Armed with an MFA from Goldsmiths, London (2010), and an MA in Design from Middlesex University (2007), Chasson moves fluently between painting, drawing, and digital media, preoccupied as he is with the grand themes of identity, transformation, and the peculiar indignities of modern existence. His efforts have been acknowledged in respectable quarters: Bloomberg New Contemporaries saw fit to include him twice (2009, 2010), and in 2012 he received the Abbey Fellowship at the British School at Rome, an honour that permitted him to contemplate the weight of history from a safe and institutionally sanctioned distance.

His work has been exhibited in various locations—some of them prestigious, others merely geographically diverse—including the Saatchi Gallery, ICA London, Leeds, Paris, Berlin, Beijing and Bratislava. More recent appearances include Heterotopia at the Biennale de l’Image Tangible in Paris (2023) and From Analog to Digital and Back Again at Hinterconti in Hamburg (2024), the titles themselves hinting at the simultaneously philosophical and deeply pragmatic task of maintaining an artistic practice in the digital age. His work resides in collections both public and private, no doubt admired in hushed tones by collectors who believe themselves to be in possession of something significant, even if they cannot quite articulate why.
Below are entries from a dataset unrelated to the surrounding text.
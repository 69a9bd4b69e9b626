//! Authorization service
//!
//! Binds the permission table to an actor provider, with optional decision
//! caching and metrics.

pub mod decision;
pub mod evaluate;
pub mod cache;
pub mod metrics;

pub use decision::{Decision, DecisionReason};
pub use cache::{CacheConfig, CacheKey, CacheStats, DecisionCache};
pub use metrics::{EngineMetrics, MetricsCollector};

use crate::predicates;
use crate::scope::{Scope, ScopeResolver, Target};
use crate::table::PermissionTable;
use crate::types::{Action, Permission, Resource};
use hrm_core::{Actor, ActorProvider};

use std::sync::Arc;
use tracing::{debug, info};

/// Engine configuration
#[derive(Debug, Clone)]
pub struct EngineConfig {
    /// Memoize decisions per (role, resource, action, scope)
    pub enable_cache: bool,

    /// Cache configuration
    pub cache_config: CacheConfig,

    /// Enable metrics collection
    pub enable_metrics: bool,
}

impl Default for EngineConfig {
    fn default() -> Self {
        Self {
            enable_cache: true,
            cache_config: CacheConfig::default(),
            enable_metrics: true,
        }
    }
}

/// Answers "may the current actor do this?" for view code
///
/// This is a UX convenience for hiding and disabling features. The backend
/// must enforce the same rules; nothing here is a security boundary.
///
/// # Architecture
///
/// ```text
/// ActorProvider → [Cache] → evaluate(table, role, request) → bool
///                    ↓                                         ↓
///             snapshot version                             [Metrics]
/// ```
pub struct Authorizer {
    /// Immutable role → permission table
    table: Arc<PermissionTable>,

    /// Source of the ambient actor
    provider: Arc<dyn ActorProvider>,

    /// Derives scopes for target-based checks
    scope_resolver: ScopeResolver,

    /// Decision cache tied to the provider's snapshot version
    cache: Option<DecisionCache>,

    /// Decision counters
    metrics: Option<MetricsCollector>,
}

impl Authorizer {
    /// Create an authorizer over `table` reading the actor from `provider`
    pub fn new(
        config: EngineConfig,
        table: Arc<PermissionTable>,
        provider: Arc<dyn ActorProvider>,
    ) -> Self {
        let cache = config
            .enable_cache
            .then(|| DecisionCache::new(config.cache_config.clone()));
        let metrics = config.enable_metrics.then(MetricsCollector::new);

        info!(
            "Authorizer initialized with cache={}, metrics={}, {} permission entries",
            config.enable_cache,
            config.enable_metrics,
            table.len()
        );

        Self {
            table,
            provider,
            scope_resolver: ScopeResolver::new(),
            cache,
            metrics,
        }
    }

    /// Builtin table and default configuration
    pub fn with_provider(provider: Arc<dyn ActorProvider>) -> Self {
        Self::new(EngineConfig::default(), PermissionTable::builtin(), provider)
    }

    /// Replace the scope resolver used by target-based checks
    pub fn with_scope_resolver(mut self, resolver: ScopeResolver) -> Self {
        self.scope_resolver = resolver;
        self
    }

    pub fn table(&self) -> &PermissionTable {
        &self.table
    }

    /// Snapshot of the ambient actor
    pub fn current_actor(&self) -> Option<Actor> {
        self.provider.current_actor()
    }

    /// Check against the ambient actor
    pub fn has_permission(&self, resource: &Resource, action: Action, scope: Scope) -> bool {
        let actor = self.current_actor();
        self.has_permission_for(resource, action, scope, actor.as_ref())
    }

    /// Check against an explicit actor; `None` is unauthenticated
    pub fn has_permission_for(
        &self,
        resource: &Resource,
        action: Action,
        scope: Scope,
        actor: Option<&Actor>,
    ) -> bool {
        let Some(actor) = actor else {
            debug!("Denying {}:{}@{} for unauthenticated caller", resource, action, scope);
            self.record(false, false);
            return false;
        };

        let allowed = match &self.cache {
            Some(cache) => {
                cache.sync_version(self.provider.snapshot_version());

                let key = CacheKey {
                    role: actor.role,
                    resource: resource.clone(),
                    action,
                    scope,
                };

                if let Some(allowed) = cache.get(&key) {
                    if let Some(metrics) = &self.metrics {
                        metrics.record_cache_hit();
                    }
                    allowed
                } else {
                    if let Some(metrics) = &self.metrics {
                        metrics.record_cache_miss();
                    }
                    let allowed =
                        evaluate::has_permission(&self.table, resource, action, scope, Some(actor));
                    cache.put(key, allowed);
                    allowed
                }
            }
            None => evaluate::has_permission(&self.table, resource, action, scope, Some(actor)),
        };

        self.record(allowed, true);
        allowed
    }

    fn record(&self, allowed: bool, authenticated: bool) {
        if let Some(metrics) = &self.metrics {
            if authenticated {
                metrics.record_decision(allowed);
            } else {
                metrics.record_unauthenticated();
            }
        }
    }

    /// Check a request given as raw strings; parse failures deny
    pub fn has_permission_str(&self, resource: &str, action: &str, scope: &str) -> bool {
        match evaluate::parse_request(resource, action, scope) {
            Ok((resource, action, scope)) => self.has_permission(&resource, action, scope),
            Err(e) => {
                debug!("Denying unparseable request: {}", e);
                self.record(false, self.current_actor().is_some());
                false
            }
        }
    }

    /// String form of [`Authorizer::decide`]; parse failures deny
    pub fn decide_str(&self, resource: &str, action: &str, scope: &str) -> Decision {
        match evaluate::parse_request(resource, action, scope) {
            Ok((resource, action, scope)) => self.decide(&resource, action, scope),
            Err(e) => {
                debug!("Denying unparseable request: {}", e);
                self.record(false, self.current_actor().is_some());
                Decision::invalid(e.to_string())
            }
        }
    }

    /// Full decision with reason against the ambient actor, bypassing the cache
    pub fn decide(&self, resource: &Resource, action: Action, scope: Scope) -> Decision {
        let actor = self.current_actor();
        self.decide_for(resource, action, scope, actor.as_ref())
    }

    /// Full decision with reason against an explicit actor, bypassing the cache
    pub fn decide_for(
        &self,
        resource: &Resource,
        action: Action,
        scope: Scope,
        actor: Option<&Actor>,
    ) -> Decision {
        let decision = evaluate::decide(&self.table, resource, action, scope, actor);
        self.record(decision.allowed, actor.is_some());
        decision
    }

    /// Check against a concrete record, deriving the scope from ownership
    pub fn authorize_target(&self, resource: &Resource, action: Action, target: &Target) -> bool {
        let actor = self.current_actor();
        self.authorize_target_for(resource, action, target, actor.as_ref())
    }

    /// [`Authorizer::authorize_target`] for an explicit actor
    pub fn authorize_target_for(
        &self,
        resource: &Resource,
        action: Action,
        target: &Target,
        actor: Option<&Actor>,
    ) -> bool {
        let scope = match actor {
            Some(actor) => self.scope_resolver.resolve(actor, target),
            None => Scope::Company,
        };
        self.has_permission_for(resource, action, scope, actor)
    }

    /// Every permission granted to the ambient actor's role
    pub fn current_permissions(&self) -> Vec<Permission> {
        self.current_actor()
            .map(|actor| self.table.permissions_for(actor.role).to_vec())
            .unwrap_or_default()
    }

    pub fn is_system_admin(&self) -> bool {
        self.is_system_admin_for(self.current_actor().as_ref())
    }

    pub fn is_system_admin_for(&self, actor: Option<&Actor>) -> bool {
        predicates::is_system_admin(actor)
    }

    pub fn is_hr_admin(&self) -> bool {
        self.is_hr_admin_for(self.current_actor().as_ref())
    }

    pub fn is_hr_admin_for(&self, actor: Option<&Actor>) -> bool {
        predicates::is_hr_admin(actor)
    }

    pub fn is_department_manager(&self) -> bool {
        self.is_department_manager_for(self.current_actor().as_ref())
    }

    pub fn is_department_manager_for(&self, actor: Option<&Actor>) -> bool {
        predicates::is_department_manager(actor)
    }

    pub fn is_employee(&self) -> bool {
        self.is_employee_for(self.current_actor().as_ref())
    }

    pub fn is_employee_for(&self, actor: Option<&Actor>) -> bool {
        predicates::is_employee(actor)
    }

    pub fn can_manage_users(&self) -> bool {
        self.can_manage_users_for(self.current_actor().as_ref())
    }

    /// HR admins and system admins
    pub fn can_manage_users_for(&self, actor: Option<&Actor>) -> bool {
        predicates::can_manage_users(actor)
    }

    pub fn can_approve_leave(&self) -> bool {
        self.can_approve_leave_for(self.current_actor().as_ref())
    }

    /// `absences:approve@department`
    pub fn can_approve_leave_for(&self, actor: Option<&Actor>) -> bool {
        self.has_permission_for(&Resource::Absences, Action::Approve, Scope::Department, actor)
    }

    pub fn can_view_company_analytics(&self) -> bool {
        self.can_view_company_analytics_for(self.current_actor().as_ref())
    }

    /// `analytics:read@company`
    pub fn can_view_company_analytics_for(&self, actor: Option<&Actor>) -> bool {
        self.has_permission_for(&Resource::Analytics, Action::Read, Scope::Company, actor)
    }

    pub fn can_create_announcements(&self, scope: Scope) -> bool {
        self.can_create_announcements_for(scope, self.current_actor().as_ref())
    }

    pub fn can_create_announcements_for(&self, scope: Scope, actor: Option<&Actor>) -> bool {
        self.has_permission_for(&Resource::Announcements, Action::Create, scope, actor)
    }

    /// Drop every cached decision
    pub fn invalidate_cache(&self) {
        if let Some(cache) = &self.cache {
            cache.clear();
            info!("Decision cache invalidated");
        }
    }

    /// Get engine metrics
    pub fn metrics(&self) -> Option<EngineMetrics> {
        self.metrics.as_ref().map(MetricsCollector::snapshot)
    }

    /// Get cache statistics
    pub fn cache_stats(&self) -> Option<CacheStats> {
        self.cache.as_ref().map(DecisionCache::stats)
    }
}

#[cfg(test)]
mod tests {
    use super::*;
    use hrm_core::Role;

    fn authorizer(actor: Option<Actor>, config: EngineConfig) -> Authorizer {
        Authorizer::new(config, PermissionTable::builtin(), Arc::new(actor))
    }

    #[test]
    fn test_engine_creation() {
        let engine = authorizer(None, EngineConfig::default());
        assert!(engine.cache.is_some());
        assert!(engine.metrics.is_some());

        let engine = authorizer(
            None,
            EngineConfig {
                enable_cache: false,
                enable_metrics: false,
                ..Default::default()
            },
        );
        assert!(engine.cache_stats().is_none());
        assert!(engine.metrics().is_none());
    }

    #[test]
    fn test_cache_hit_on_repeat() {
        let engine = authorizer(Some(Actor::new("u-1", Role::HrAdmin)), EngineConfig::default());

        assert!(engine.has_permission(&Resource::Employees, Action::Delete, Scope::Company));
        assert!(engine.has_permission(&Resource::Employees, Action::Delete, Scope::Company));

        let stats = engine.cache_stats().unwrap();
        assert_eq!(stats.hits, 1);
        assert_eq!(stats.misses, 1);

        let metrics = engine.metrics().unwrap();
        assert_eq!(metrics.total_requests, 2);
        assert_eq!(metrics.allowed_decisions, 2);
    }

    #[test]
    fn test_unauthenticated_metrics() {
        let engine = authorizer(None, EngineConfig::default());
        assert!(!engine.has_permission(&Resource::Announcements, Action::Read, Scope::Company));

        let metrics = engine.metrics().unwrap();
        assert_eq!(metrics.unauthenticated_requests, 1);
        assert_eq!(metrics.denied_decisions, 1);
        assert_eq!(engine.cache_stats().unwrap().entries, 0);
    }

    #[test]
    fn test_current_permissions() {
        let engine = authorizer(Some(Actor::new("u-1", Role::Employee)), EngineConfig::default());
        assert_eq!(engine.current_permissions().len(), 11);

        let engine = authorizer(None, EngineConfig::default());
        assert!(engine.current_permissions().is_empty());
    }

    #[test]
    fn test_predicates_for_explicit_actor() {
        let engine = authorizer(None, EngineConfig::default());
        let manager = Actor::new("u-2", Role::DeptManager);
        let admin = Actor::new("u-3", Role::SystemAdmin);

        assert!(engine.can_approve_leave_for(Some(&manager)));
        assert!(!engine.can_view_company_analytics_for(Some(&manager)));
        assert!(engine.can_create_announcements_for(Scope::Department, Some(&manager)));
        assert!(!engine.can_create_announcements_for(Scope::Company, Some(&manager)));
        assert!(engine.is_department_manager_for(Some(&manager)));

        assert!(engine.can_manage_users_for(Some(&admin)));
        assert!(engine.is_system_admin_for(Some(&admin)));
        assert!(!engine.can_approve_leave_for(Some(&admin)));

        assert!(!engine.is_employee_for(None));
        assert!(!engine.can_approve_leave());
    }

    #[test]
    fn test_string_checks_are_counted() {
        let engine = authorizer(Some(Actor::new("u-1", Role::Employee)), EngineConfig::default());

        assert!(engine.has_permission_str("goals", "read", "own"));
        assert!(engine.has_permission_str("goals", "read", "own"));
        assert!(!engine.has_permission_str("goals", "sign", "own"));
        assert!(!engine.decide_str("goals", "read", "company").allowed);
        assert!(!engine.decide_str("", "read", "own").allowed);

        let metrics = engine.metrics().unwrap();
        assert_eq!(metrics.total_requests, 5);
        assert_eq!(metrics.allowed_decisions, 2);
        assert_eq!(metrics.denied_decisions, 3);

        let stats = engine.cache_stats().unwrap();
        assert_eq!(stats.hits, 1);
        assert_eq!(stats.misses, 1);
    }

    #[test]
    fn test_unauthenticated_string_checks_are_counted() {
        let engine = authorizer(None, EngineConfig::default());

        assert!(!engine.has_permission_str("goals", "read", "own"));
        assert!(!engine.decide_str("goals", "nope", "own").allowed);
        assert!(!engine.decide(&Resource::Goals, Action::Read, Scope::Own).allowed);

        let metrics = engine.metrics().unwrap();
        assert_eq!(metrics.total_requests, 3);
        assert_eq!(metrics.unauthenticated_requests, 3);
    }
}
Chasson’s practice unfolds at the juncture where critique meets play, where abstraction brushes up against the representational, and where clarity, as if doubting itself, retreats into obfuscation. His background in design imparts a certain formal sharpness to the work, a sense of deliberateness that is, at times, knowingly betrayed by intuition, which enters not as an error but as a kind of deeper fidelity. It was during a springtime residency in a beautiful village in Quebec, Canada—a place whose quiet seemed to listen back—that he began carving wood. This new practice, which has since persisted with a sort of stubborn serenity, might be seen as a natural extension of his visual inquiries, or perhaps as something more elusive: a slow, almost meditative resistance to the tyranny of function, a refusal to make objects that serve.

As though the visual were merely one dialect of a larger language, Chasson has also turned to poetry, publishing in Germany and Slovakia—places where, one imagines, the act of writing still retains a certain sanctity, where readers sit alone in cafés, absorbing lines that ask more than they answer, where people still believe in the tragic glamour of suffering for art. Despite being well regarded in Europe, he has yet to secure a solo exhibition in the United States, a fact that must surely be corrected soon, assuming, of course, that the right people can be made to care. In the meantime, Chasson remains undeterred, his career unfolding with the quiet inevitability of an artist who is either destined for greatness or simply too stubborn to stop.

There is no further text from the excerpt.